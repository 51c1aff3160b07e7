//! Domain layer - core data structures and types.
//!
//! This module contains the fundamental domain models:
//! - Expression buffer and the display state built on it
//! - Keypad keys
//! - Application settings
//! - Message types for the event system

pub mod display;
pub mod expression;
pub mod keys;
pub mod messages;
pub mod settings;

pub use display::{DisplayState, Outcome};
pub use expression::Expression;
pub use keys::Key;
pub use messages::Message;
pub use settings::{AppSettings, ThemeMode};
//! Application layer - organized by Clean Architecture principles.
//!
//! # Structure
//!
//! - `domain/` - Core data structures (Expression, DisplayState, Keys, Messages, Settings)
//! - `services/` - Business operations (arithmetic engine, result formatting)
//! - `infrastructure/` - External integrations (platform, logging, error)
//! - `state.rs` - Main application coordinator and message dispatcher

pub mod domain;
pub mod infrastructure;
pub mod services;
pub mod state;

// Re-exports for convenient external access
pub use domain::{AppSettings, DisplayState, Expression, Key, Message, Outcome, ThemeMode};
pub use infrastructure::error::{AppError, EvalError};
pub use infrastructure::platform::detect_system_dark_mode;
pub use services::arithmetic::evaluate;
pub use services::number_format::format_result;
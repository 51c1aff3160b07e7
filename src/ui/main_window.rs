use fltk::{
    app::{self, Sender},
    button::Button,
    enums::{Event, Font},
    group::{Flex, FlexType},
    input::Input,
    prelude::*,
    window::Window,
};

use super::keypad::{KEY_SPACING, build_keypad};
use crate::app::domain::keys::Key;
use crate::app::domain::messages::Message;
use crate::app::domain::settings::AppSettings;

pub const WINDOW_WIDTH: i32 = 320;
pub const WINDOW_HEIGHT: i32 = 440;
const DISPLAY_HEIGHT: i32 = 64;
const MARGIN: i32 = 10;

pub struct MainWidgets {
    pub wind: Window,
    pub display: Input,
    pub buttons: Vec<(Key, Button)>,
}

pub fn build_main_window(settings: &AppSettings, sender: &Sender<Message>) -> MainWidgets {
    let mut wind = Window::new(100, 100, WINDOW_WIDTH, WINDOW_HEIGHT, "FerrisCalc");
    wind.set_xclass("FerrisCalc");

    let mut flex = Flex::new(
        MARGIN,
        MARGIN,
        WINDOW_WIDTH - 2 * MARGIN,
        WINDOW_HEIGHT - 2 * MARGIN,
        None,
    );
    flex.set_type(FlexType::Column);
    flex.set_spacing(KEY_SPACING);

    // Keyboard input is not handled; only the keypad edits the expression.
    let mut display = Input::default();
    display.set_readonly(true);
    display.set_text_font(Font::Courier);
    display.set_text_size(settings.font_size as i32);
    display.clear_visible_focus();
    flex.fixed(&display, DISPLAY_HEIGHT);

    let buttons = build_keypad(sender);

    flex.end();
    wind.end();
    wind.make_resizable(false);

    // Route the close button through the dispatcher instead of the default hide.
    let close_sender = sender.clone();
    wind.set_callback(move |_| {
        if app::event() == Event::Close {
            close_sender.send(Message::WindowClose);
        }
    });

    MainWidgets {
        wind,
        display,
        buttons,
    }
}
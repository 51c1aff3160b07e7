use crate::app::domain::expression::Expression;
use crate::app::domain::messages::Message;
use crate::app::infrastructure::error::EvalError;
use crate::app::services::arithmetic;
use crate::app::services::number_format::format_result;

/// Result of an `evaluate()` call.
#[derive(Debug, Clone, PartialEq)]
pub enum Outcome {
    Value(f64),
    Failed(EvalError),
}

/// Expression buffer plus what the display field should currently show.
///
/// The display text is the buffer itself, except right after a failed
/// evaluation, when it holds an error indicator over an empty buffer.
#[derive(Debug, Clone, Default)]
pub struct DisplayState {
    expression: Expression,
    display: String,
    last_result: Option<f64>,
}

impl DisplayState {
    pub fn new() -> Self {
        Self::default()
    }

    pub fn expression(&self) -> &str {
        self.expression.as_str()
    }

    /// Text the display field should show.
    pub fn display_text(&self) -> &str {
        &self.display
    }

    /// Value of the most recent successful evaluation.
    pub fn last_result(&self) -> Option<f64> {
        self.last_result
    }

    pub fn append(&mut self, token: &str) {
        self.expression.push_str(token);
        self.refresh();
    }

    pub fn clear(&mut self) {
        self.expression.clear();
        self.refresh();
    }

    /// Evaluate the buffer. On success the buffer becomes the result text;
    /// on failure it is emptied and the display shows an indicator.
    pub fn evaluate(&mut self) -> Outcome {
        match arithmetic::evaluate(self.expression.as_str()) {
            Ok(value) => {
                self.expression.replace(format_result(value));
                self.last_result = Some(value);
                self.refresh();
                Outcome::Value(value)
            }
            Err(err) => {
                self.expression.clear();
                self.display = err.display_message().to_string();
                Outcome::Failed(err)
            }
        }
    }

    /// Apply one keypad message. Returns false for messages that are not
    /// display transitions (window close), leaving the state untouched.
    pub fn apply(&mut self, msg: Message) -> bool {
        match msg {
            Message::Append(c) => {
                let mut buf = [0u8; 4];
                self.append(c.encode_utf8(&mut buf));
            }
            Message::Clear => self.clear(),
            Message::Evaluate => {
                let expression = self.expression().to_string();
                match self.evaluate() {
                    Outcome::Value(value) => tracing::debug!(%expression, value, "evaluated"),
                    Outcome::Failed(err) => tracing::debug!(%expression, error = %err, "evaluation failed"),
                }
            }
            Message::WindowClose => return false,
        }
        true
    }

    fn refresh(&mut self) {
        self.display.clear();
        self.display.push_str(self.expression.as_str());
    }
}
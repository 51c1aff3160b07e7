use serde::{Deserialize, Serialize};
use std::fs;
use std::io::ErrorKind;
use std::path::{Path, PathBuf};

use crate::app::infrastructure::error::{AppError, Result};

pub const MIN_FONT_SIZE: u32 = 10;
pub const MAX_FONT_SIZE: u32 = 48;

#[derive(Debug, Clone, Copy, PartialEq, Serialize, Deserialize)]
pub enum ThemeMode {
    Light,
    Dark,
    SystemDefault,
}

/// Read-only startup configuration. The calculator never writes this file.
#[derive(Debug, Clone, PartialEq, Serialize, Deserialize)]
pub struct AppSettings {
    #[serde(default = "default_theme_mode")]
    pub theme_mode: ThemeMode,

    /// Display font size in points
    #[serde(default = "default_font_size")]
    pub font_size: u32,

    /// tracing filter directive, e.g. "debug" or "ferris_calc=trace"
    #[serde(default = "default_log_level")]
    pub log_level: String,
}

fn default_theme_mode() -> ThemeMode {
    ThemeMode::SystemDefault
}

fn default_font_size() -> u32 {
    24
}

fn default_log_level() -> String {
    "warn".to_string()
}

impl Default for AppSettings {
    fn default() -> Self {
        Self {
            theme_mode: default_theme_mode(),
            font_size: default_font_size(),
            log_level: default_log_level(),
        }
    }
}

impl AppSettings {
    /// Load from the user config directory.
    ///
    /// Always yields usable settings; the error, if any, is handed back so the
    /// caller can report it once logging is up.
    pub fn load() -> (Self, Option<AppError>) {
        Self::load_or_default(&Self::get_config_path())
    }

    /// Load from `path`. A missing file is not an error; anything else falls
    /// back to defaults and returns the cause.
    pub fn load_or_default(path: &Path) -> (Self, Option<AppError>) {
        match Self::load_from(path) {
            Ok(settings) => (settings, None),
            Err(AppError::Io(e)) if e.kind() == ErrorKind::NotFound => (Self::default(), None),
            Err(e) => (Self::default(), Some(e)),
        }
    }

    pub fn load_from(path: &Path) -> Result<Self> {
        let contents = fs::read_to_string(path)?;
        let settings: AppSettings = serde_json::from_str(&contents)?;
        settings.validated()
    }

    fn validated(mut self) -> Result<Self> {
        if self.log_level.trim().is_empty() {
            return Err(AppError::Settings("log_level must not be empty".to_string()));
        }
        self.font_size = self.font_size.clamp(MIN_FONT_SIZE, MAX_FONT_SIZE);
        Ok(self)
    }

    /// Get the path to the settings file
    pub fn get_config_path() -> PathBuf {
        let mut path = dirs::config_dir().unwrap_or_else(|| PathBuf::from("."));
        path.push("ferriscalc");
        path.push("settings.json");
        path
    }
}
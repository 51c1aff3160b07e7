use fltk::app;

use ferris_calc::app::domain::messages::Message;
use ferris_calc::app::domain::settings::AppSettings;
use ferris_calc::app::infrastructure::logging;
use ferris_calc::app::state::AppState;
use ferris_calc::ui::main_window::build_main_window;

fn main() {
    let (settings, load_error) = AppSettings::load();
    logging::init(&settings);
    if let Some(e) = load_error {
        tracing::warn!(
            path = %AppSettings::get_config_path().display(),
            error = %e,
            "failed to load settings, using defaults"
        );
    }

    let app = app::App::default();
    let (sender, receiver) = app::channel::<Message>();

    let widgets = build_main_window(&settings, &sender);
    let mut state = AppState::new(widgets, &settings);
    state.show();

    while app.wait() {
        if let Some(msg) = receiver.recv() {
            if !state.handle(msg) {
                break;
            }
        }
    }
}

○ ○ ○ ○ ○

» **Task brief**
Could you set down, word for word, only the lines above from the line with "let expression = self.expression().to_string();" to the line with "logging is up.", including both?

» **Task result**
                let expression = self.expression().to_string();
                match self.evaluate() {
                    Outcome::Value(value) => tracing::debug!(%expression, value, "evaluated"),
                    Outcome::Failed(err) => tracing::debug!(%expression, error = %err, "evaluation failed"),
                }
            }
            Message::WindowClose => return false,
        }
        true
    }

    fn refresh(&mut self) {
        self.display.clear();
        self.display.push_str(self.expression.as_str());
    }
}
repository 51c1aff3160b07e7
use serde::{Deserialize, Serialize};
use std::fs;
use std::io::ErrorKind;
use std::path::{Path, PathBuf};

use crate::app::infrastructure::error::{AppError, Result};

pub const MIN_FONT_SIZE: u32 = 10;
pub const MAX_FONT_SIZE: u32 = 48;

#[derive(Debug, Clone, Copy, PartialEq, Serialize, Deserialize)]
pub enum ThemeMode {
    Light,
    Dark,
    SystemDefault,
}

/// Read-only startup configuration. The calculator never writes this file.
#[derive(Debug, Clone, PartialEq, Serialize, Deserialize)]
pub struct AppSettings {
    #[serde(default = "default_theme_mode")]
    pub theme_mode: ThemeMode,

    /// Display font size in points
    #[serde(default = "default_font_size")]
    pub font_size: u32,

    /// tracing filter directive, e.g. "debug" or "ferris_calc=trace"
    #[serde(default = "default_log_level")]
    pub log_level: String,
}

fn default_theme_mode() -> ThemeMode {
    ThemeMode::SystemDefault
}

fn default_font_size() -> u32 {
    24
}

fn default_log_level() -> String {
    "warn".to_string()
}

impl Default for AppSettings {
    fn default() -> Self {
        Self {
            theme_mode: default_theme_mode(),
            font_size: default_font_size(),
            log_level: default_log_level(),
        }
    }
}

impl AppSettings {
    /// Load from the user config directory.
    ///
    /// Always yields usable settings; the error, if any, is handed back so the
    /// caller can report it once logging is up.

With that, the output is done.